The catalysts are increasing adoption, whales, inflows from other products into Bitcoin, and influence from other markets.
Alameda Research is a major cryptocurrency firm that trades a variety of cryptocurrencies and derivatives, with a volume between $600 million and $1.5 billion a day.
Throughout the past month, Cointelegraph has continued to report on the trend of whale accumulation.
Whale clusters form when whales buy Bitcoin and do not immediately sell. This typically indicates that whales bought BTC, sent them to their personal wallets, and have not moved their funds.
The accumulation of Bitcoin from whales possibly synergized with a profit-taking pullback in the altcoin market. Notably, when the decentralized finance market pulled back, Bitcoin continuously saw a significant rally.
Based on various trends and data points, Trabucco said the four abovementioned factors likely contributed to the Bitcoin rally over the past months. He wrote:
“So, first off, why ‘up’? There’s been a lot of discourse about this — some reasons for BTC to go up I’ve seen postulated include lots of institutional buying, increased adoption, ‘whales,’ outflows from faddish products back into BTC, influence from other markets, etc.”
Atop these factors, Cointelegraph reported that the Bitcoin exchange reserves are also declining at a rapid rate.
Bitcoin exchange reserves drop when investors increasingly pull their funds out of exchanges.

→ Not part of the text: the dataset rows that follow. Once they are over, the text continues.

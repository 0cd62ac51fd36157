//! Global logger setup.
use std::str::FromStr;
use std::sync::Once;

use log::LevelFilter;

static INIT: Once = Once::new();

/// Crates that log every resource at `info` and drown the app's own output.
const NOISY: &[&str] = &["wgpu_core", "wgpu_hal", "naga"];

/// Parses a level name, falling back to `info` for anything unrecognised.
pub fn parse_level(level: &str) -> LevelFilter {
    LevelFilter::from_str(level.trim()).unwrap_or(LevelFilter::Info)
}

/// Installs a `fern` logger writing to stdout.  Only the first call has an
/// effect.
pub fn init(level: &str) {
    INIT.call_once(|| {
        let level = parse_level(level);
        let mut dispatch = fern::Dispatch::new()
            .format(|out, message, record| {
                out.finish(format_args!(
                    "[{:<5} {}] {}",
                    record.level(),
                    record.target(),
                    message
                ))
            })
            .level(level);
        for target in NOISY {
            dispatch = dispatch.level_for(*target, level.min(LevelFilter::Warn));
        }
        if let Err(err) = dispatch.chain(std::io::stdout()).apply() {
            eprintln!("logger already installed: {err}");
            return;
        }
        log::debug!("logging initialized at {level}");
    });
}

#[cfg(test)]
mod tests {
    use super::*;

    #[test]
    fn level_names_parse_case_insensitively() {
        assert_eq!(parse_level("debug"), LevelFilter::Debug);
        assert_eq!(parse_level("WARN"), LevelFilter::Warn);
        assert_eq!(parse_level(" off "), LevelFilter::Off);
        assert_eq!(parse_level("loud"), LevelFilter::Info);
    }
}
/// GPU vertex type used by the instanced pipeline.
///
/// The matching WGSL attribute locations are declared in
/// `assets/shaders/instanced.wgsl`.
#[repr(C)]
#[derive(Copy, Clone, Debug, PartialEq, bytemuck::Pod, bytemuck::Zeroable)]
pub struct Vertex {
    /// Object-space position.
    pub position: [f32; 3],
    /// Object-space unit normal.
    pub normal: [f32; 3],
    pub uv: [f32; 2],
}

impl Vertex {
    const ATTRIBUTES: [wgpu::VertexAttribute; 3] =
        wgpu::vertex_attr_array![0 => Float32x3, 1 => Float32x3, 2 => Float32x2];

    /// Returns the `VertexBufferLayout` that matches this struct's memory
    /// layout.  Pass this to `wgpu::VertexState::buffers` when building a
    /// render pipeline.
    pub fn layout<'a>() -> wgpu::VertexBufferLayout<'a> {
        wgpu::VertexBufferLayout {
            array_stride: std::mem::size_of::<Vertex>() as wgpu::BufferAddress,
            step_mode: wgpu::VertexStepMode::Vertex,
            attributes: &Self::ATTRIBUTES,
        }
    }
}

#[cfg(test)]
mod tests {
    use super::*;

    #[test]
    fn stride_is_32_bytes() {
        assert_eq!(Vertex::layout().array_stride, 32);
        assert_eq!(Vertex::ATTRIBUTES[2].offset, 24);
    }
}
pub mod controller;
pub mod uniform;

pub use controller::OrbitState;
pub use uniform::{GpuScene, Lighting, PointLight, SceneUniform, MAX_LIGHTS};

// Re-export core camera types so callers only need to import from one place.
pub use umbra_core::scene::{Camera, Controller};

Since investors often deposit cryptocurrencies to exchanges to sell, this trend suggests that there are fewer sellers in the market and a smaller available supply of BTC.

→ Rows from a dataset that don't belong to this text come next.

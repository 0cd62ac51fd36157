/// Built-in WGSL sources and the "defines" that specialise them.
///
/// Sources live under `assets/shaders/` and are embedded at compile time.
/// Defines map onto WGSL pipeline-overridable constants (`override NAME`), so
/// a single module serves every variant; the constants are handed to the
/// pipeline stage that uses them.
use std::collections::{BTreeMap, HashMap};

use crate::error::{validated, RendererError};

const SOURCES: &[(&str, &str)] = &[
    ("cull", include_str!("../../../../assets/shaders/cull.wgsl")),
    ("instanced", include_str!("../../../../assets/shaders/instanced.wgsl")),
];

/// Named override values.  Booleans are stored as `1.0` / `0.0`.
#[derive(Clone, Debug, Default, PartialEq)]
pub struct ShaderDefines {
    values: BTreeMap<String, f64>,
}

impl ShaderDefines {
    pub fn new() -> Self {
        Self::default()
    }

    pub fn with_flag(mut self, name: &str, enabled: bool) -> Self {
        self.set(name, if enabled { 1.0 } else { 0.0 });
        self
    }

    pub fn set(&mut self, name: &str, value: f64) {
        self.values.insert(name.to_owned(), value);
    }

    pub fn get(&self, name: &str) -> Option<f64> {
        self.values.get(name).copied()
    }

    fn to_constants(&self) -> HashMap<String, f64> {
        self.values.iter().map(|(k, v)| (k.clone(), *v)).collect()
    }
}

/// A compiled module plus the override constants it was loaded with.
pub struct LoadedShader {
    pub name: &'static str,
    pub module: wgpu::ShaderModule,
    constants: HashMap<String, f64>,
}

impl LoadedShader {
    /// Compilation options carrying this shader's defines.
    pub fn compilation_options(&self) -> wgpu::PipelineCompilationOptions<'_> {
        wgpu::PipelineCompilationOptions {
            constants: &self.constants,
            ..Default::default()
        }
    }
}

pub struct ShaderLibrary;

impl ShaderLibrary {
    /// Embedded WGSL text for `name`.
    pub fn source(name: &str) -> Option<(&'static str, &'static str)> {
        SOURCES.iter().copied().find(|(n, _)| *n == name)
    }

    /// Compiles shader `name`.  Unknown names and compile errors are fatal.
    pub fn load(
        device: &wgpu::Device,
        name: &str,
        defines: &ShaderDefines,
    ) -> Result<LoadedShader, RendererError> {
        let (name, source) =
            Self::source(name).ok_or_else(|| RendererError::UnknownShader(name.to_owned()))?;

        let module = validated(device, name, || {
            device.create_shader_module(wgpu::ShaderModuleDescriptor {
                label: Some(name),
                source: wgpu::ShaderSource::Wgsl(source.into()),
            })
        })
        .map_err(|err| match err {
            RendererError::Validation { message, .. } => RendererError::Shader {
                name: name.to_owned(),
                message,
            },
            other => other,
        })?;

        log::debug!("compiled shader `{name}` with defines {:?}", defines.values);
        Ok(LoadedShader {
            name,
            module,
            constants: defines.to_constants(),
        })
    }
}

#[cfg(test)]
mod tests {
    use super::*;

    #[test]
    fn every_builtin_source_is_embedded() {
        for name in ["cull", "instanced"] {
            let (found, src) = ShaderLibrary::source(name).unwrap();
            assert_eq!(found, name);
            assert!(!src.is_empty());
        }
        assert!(ShaderLibrary::source("skybox").is_none());
    }

    #[test]
    fn flags_become_numeric_constants() {
        let defines = ShaderDefines::new()
            .with_flag("USE_NORMAL_MAPS", false)
            .with_flag("DEBUG", true);
        assert_eq!(defines.get("USE_NORMAL_MAPS"), Some(0.0));
        let constants = defines.to_constants();
        assert_eq!(constants.len(), 2);
        assert_eq!(constants["DEBUG"], 1.0);
    }

    #[test]
    fn instanced_shader_declares_its_overrides() {
        let (_, src) = ShaderLibrary::source("instanced").unwrap();
        assert!(src.contains("override USE_NORMAL_MAPS"));
    }
}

When positive fundamental and technical factors coincide with an overall drop in selling pressure, it could buoy the momentum around Bitcoin.
According to Trabucco, Joe Biden’s projected victory and the prospect of Moderna and Pfizer vaccines are both positive factors for Bitcoin.
The support for Bitcoin from various tech companies including PayPal, banks, politicians, high-net-worth investors and billionaires are all likely pushing up the BTC price, the trader argues. He wrote:
“My take would be: eh probably a combination. I do think that Biden’s victory and the vaccines were net good for e.g. SPY which has both short- and long-term correlation to BTC in the COVID era, which contributed.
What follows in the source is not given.